Simon Burvill, founder of oak garden furniture specialist Gaze Burvill, says: “If you are leaving your furniture outside but covering it over, either with purpose-made covers or wrapping it up in a tarpaulin, make sure it is clean and bone-dry before you cover it up. Make sure there is ventilation for air to circulate so that if moisture gets in it can also more easily get out on a dry day.
“Fortunately, oak is a very resilient material for the outdoors and doesn’t need to be treated to last over autumn and winter like other materials, such as softwoods.
“Remove any dirt, moss, lichen and bird droppings as these all retain moisture which, when left over time, can cause issues such as rot.

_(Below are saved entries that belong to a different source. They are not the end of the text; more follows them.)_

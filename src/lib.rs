//! A minimal shell built on fork, exec, dup2 and pipes.
//!
//! The [`exec`] module holds the execution engine: it walks a parsed
//! [`exec::ast::Command`] tree and returns one [`exec::status::Status`].
//! The remaining modules make up the `minish` driver around it.

pub mod cli;
pub mod config;
pub mod exec;
pub mod handlers;
pub mod logger;
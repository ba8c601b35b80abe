use anyhow::{bail, Context, Result};
use log::info;
use serde::Deserialize;
use std::collections::HashMap;
use std::env;
use std::fs;
use std::path::{Path, PathBuf};
use crate::exec::context::RedirectPolicy;

pub const DEFAULT_CONFIG: &str = "minish.toml";
pub const DEFAULT_PROMPT: &str = "> ";

#[derive(Debug, Deserialize, Default)]
pub struct MinishConfig {
    pub prompt: Option<String>,
    #[serde(default)]
    pub on_redirect_error: RedirectPolicy,
    #[serde(default)]
    pub env: HashMap<String, String>,
}

impl MinishConfig {
    pub fn prompt(&self) -> &str {
        self.prompt.as_deref().unwrap_or(DEFAULT_PROMPT)
    }
}

/// Load the TOML config, then layer the dotenv file found next to it.
///
/// An explicit path must exist; the default one is optional.
pub fn load_config(explicit: Option<&Path>) -> Result<MinishConfig> {
    let (config_path, required) = match explicit {
        Some(p) => (p.to_path_buf(), true),
        None => (PathBuf::from(DEFAULT_CONFIG), false),
    };

    // 1. Parse minish.toml (Base Layer)
    let mut config = if config_path.exists() {
        let content = fs::read_to_string(&config_path)
            .with_context(|| format!("Failed to read {}", config_path.display()))?;
        toml::from_str(&content)
            .with_context(|| format!("Failed to parse {}", config_path.display()))?
    } else if required {
        bail!("Config file not found: {}", config_path.display());
    } else {
        MinishConfig::default()
    };

    // 2. Load .env using dotenvy (Override Layer)
    // Determines filename: .env or .env.<name> based on MINISH_ENV
    let env_filename = env::var("MINISH_ENV")
        .map(|v| format!(".env.{}", v))
        .unwrap_or_else(|_| ".env".to_string());
    let dir = config_path
        .parent()
        .filter(|p| !p.as_os_str().is_empty())
        .unwrap_or(Path::new("."));
    let env_path = dir.join(&env_filename);

    if env_path.exists() {
        info!("Loading environment from: {}", env_path.display());
        for item in dotenvy::from_path_iter(&env_path)? {
            let (key, val) = item?;
            config.env.insert(key, val);
        }
    }

    Ok(config)
}

/// Export the configured variables into the process environment.
pub fn apply_env(config: &MinishConfig) -> Result<()> {
    let mut keys: Vec<&String> = config.env.keys().collect();
    keys.sort();
    for key in keys {
        crate::exec::env::set_var(key, &config.env[key])
            .with_context(|| format!("Cannot export '{}'", key))?;
    }
    Ok(())
}

#[cfg(test)]
mod tests {
    use super::*;
    use serial_test::serial;

    #[test]
    fn test_parse_full_config() {
        let config: MinishConfig = toml::from_str(
            r#"
            prompt = "$ "
            on_redirect_error = "fail"

            [env]
            GREETING = "hello"
            "#,
        )
        .unwrap();
        assert_eq!(config.prompt(), "$ ");
        assert_eq!(config.on_redirect_error, RedirectPolicy::Fail);
        assert_eq!(config.env.get("GREETING").unwrap(), "hello");
    }

    #[test]
    fn test_defaults() {
        let config: MinishConfig = toml::from_str("").unwrap();
        assert_eq!(config.prompt(), DEFAULT_PROMPT);
        assert_eq!(config.on_redirect_error, RedirectPolicy::Terminate);
        assert!(config.env.is_empty());
    }

    #[test]
    fn test_explicit_missing_config_fails() {
        assert!(load_config(Some(Path::new("/no/such/dir/minish.toml"))).is_err());
    }

    #[test]
    #[serial]
    fn test_dotenv_overrides_toml() {
        let dir = tempfile::tempdir().unwrap();
        let config_path = dir.path().join("minish.toml");
        fs::write(&config_path, "[env]\nLAYER = \"toml\"\nONLY_TOML = \"yes\"\n").unwrap();
        fs::write(dir.path().join(".env"), "LAYER=dotenv\n").unwrap();

        let config = load_config(Some(&config_path)).unwrap();
        assert_eq!(config.env.get("LAYER").unwrap(), "dotenv");
        assert_eq!(config.env.get("ONLY_TOML").unwrap(), "yes");
    }

    #[test]
    #[serial]
    fn test_apply_env_exports() {
        let mut config = MinishConfig::default();
        config.env.insert("MINISH_CONFIG_EXPORT".to_string(), "42".to_string());
        apply_env(&config).unwrap();
        assert_eq!(env::var("MINISH_CONFIG_EXPORT").unwrap(), "42");
    }
}
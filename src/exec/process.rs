// Process primitives shared by the simple, parallel and pipe executors.
//
// A forked child reports through raw writes and leaves through `_exit`, so
// the parent's buffered handles and destructors never run twice.

use crate::exec::error::ExecError;
use crate::exec::status::EXIT_FAILURE;
use nix::errno::Errno;
use nix::sys::wait::{waitpid, WaitStatus};
use nix::unistd::{self, ForkResult, Pid};
use std::io::{self, Write};
use std::os::fd::{BorrowedFd, RawFd};

pub enum Fork {
    Child,
    Parent(Pid),
}

pub fn fork() -> Result<Fork, ExecError> {
    // Buffered output would otherwise be written twice
    io::stdout().flush().ok();
    match unsafe { unistd::fork() } {
        Ok(ForkResult::Child) => Ok(Fork::Child),
        Ok(ForkResult::Parent { child }) => Ok(Fork::Parent(child)),
        Err(errno) => Err(ExecError::Fork(errno.into())),
    }
}

/// Block until `pid` terminates and return its decoded exit status.
pub fn wait_for(pid: Pid) -> Result<i32, ExecError> {
    loop {
        match waitpid(pid, None) {
            Ok(status) => return Ok(exit_status(status)),
            Err(Errno::EINTR) => continue,
            Err(errno) => {
                return Err(ExecError::Wait { pid: pid.as_raw(), source: errno.into() });
            }
        }
    }
}

/// Normal exit yields the exit code, death by signal `s` yields `128 + s`.
pub fn exit_status(status: WaitStatus) -> i32 {
    match status {
        WaitStatus::Exited(_, code) => code,
        WaitStatus::Signaled(_, signal, _) => 128 + signal as i32,
        _ => EXIT_FAILURE,
    }
}

/// Terminate a forked child without running the parent's destructors.
pub fn exit_child(code: i32) -> ! {
    io::stdout().flush().ok();
    unsafe { libc::_exit(code) }
}

/// Write straight to a descriptor, bypassing std's locked handles.
pub fn write_fd(fd: RawFd, msg: &[u8]) {
    // The standard streams stay open for the life of the process
    let fd = unsafe { BorrowedFd::borrow_raw(fd) };
    let mut off = 0;
    while off < msg.len() {
        match unistd::write(fd, &msg[off..]) {
            Ok(0) => return,
            Ok(n) => off += n,
            Err(Errno::EINTR) => continue,
            Err(_) => return,
        }
    }
}
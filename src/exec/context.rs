use std::collections::HashMap;
use std::sync::Arc;
use log::warn;
use serde::Deserialize;
use crate::exec::commands::Builtin;

/// What a redirection target that cannot be opened does to the shell.
#[derive(Debug, Deserialize, Clone, Copy, PartialEq, Eq, Default)]
#[serde(rename_all = "kebab-case")]
pub enum RedirectPolicy {
    /// Stop the whole shell.
    #[default]
    Terminate,
    /// Fail only the command that carried the redirection.
    Fail,
}

#[derive(Clone)]
pub struct ShellContext {
    pub redirect_policy: RedirectPolicy,
    pub last_status: i32,
    pub registry: Arc<HashMap<String, Box<dyn Builtin>>>,
}

impl ShellContext {
    pub fn new() -> Self {
        let mut ctx = Self {
            redirect_policy: RedirectPolicy::default(),
            last_status: 0,
            registry: Arc::new(HashMap::new()),
        };
        crate::exec::commands::builtins::register_all_builtins(&mut ctx);
        ctx
    }

    pub fn with_redirect_policy(mut self, policy: RedirectPolicy) -> Self {
        self.redirect_policy = policy;
        self
    }

    pub fn register_command(&mut self, name: &str, command: Box<dyn Builtin>) {
        match Arc::get_mut(&mut self.registry) {
            Some(map) => {
                map.insert(name.to_string(), command);
            }
            None => warn!("Cannot register '{}': builtin registry is shared", name),
        }
    }
}

impl Default for ShellContext {
    fn default() -> Self {
        Self::new()
    }
}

“This is especially pertinent for any pieces of furniture positioned in shady areas which are typically cooler and more damp. When cleaning your outdoor furniture, use a stiff, but not metal, brush, warm water and a pH-neutral detergent. For more stubborn dirt, we recommend using sugar soap or a wood cleaning solution.”
If the furniture is in constant contact with grass or soil, place a piece of slate or quarry tile under each foot, or move the furniture to a different surface in the garden, such as a paved terrace or balcony, he suggests.
Softwood garden furniture is often made from pine, spruce or fir and is frequently cheaper than hardwood furniture. Buy it pressure-treated, but know that you’ll still need to wash down surfaces and allow them to dry before applying a wood stain or paint containing preservative in dry weather, before covering it or storing it in a garage over the winter, says the RHS.
Synthetic rattan furniture (natural rattan will not withstand the outdoor elements for long) is typically a very low-maintenance material, Abbott says, but give it a thorough cleaning before storing over winter.
“Due to rattan’s woven nature, you might find that vacuuming the seats is more effective than simply wiping them down, and you should aim to remove all dirt and mildew from the furniture before packing it away.
“Ideally, store your rattan furniture indoors in a garage or shed, or if this isn’t an option and it needs to stay outdoors, make sure it’s properly covered.”
Use a non-abrasive sponge and lukewarm, detergent-free soapy water when washing rattan, Pennell adds.
Avoid jet-washing your furniture as this can result in damage to surface areas, he adds. Rinse with fresh water and allow to dry prior to covering or storing indoors.
Clean removable cushion covers and use lukewarm water to wash by hand, then dry them thoroughly. Don’t machine-wash season-proof cushion covers as this may damage the water-resistant lining, and don’t leave loose cushions stored underneath a furniture cover for long periods of time, Pennell advises.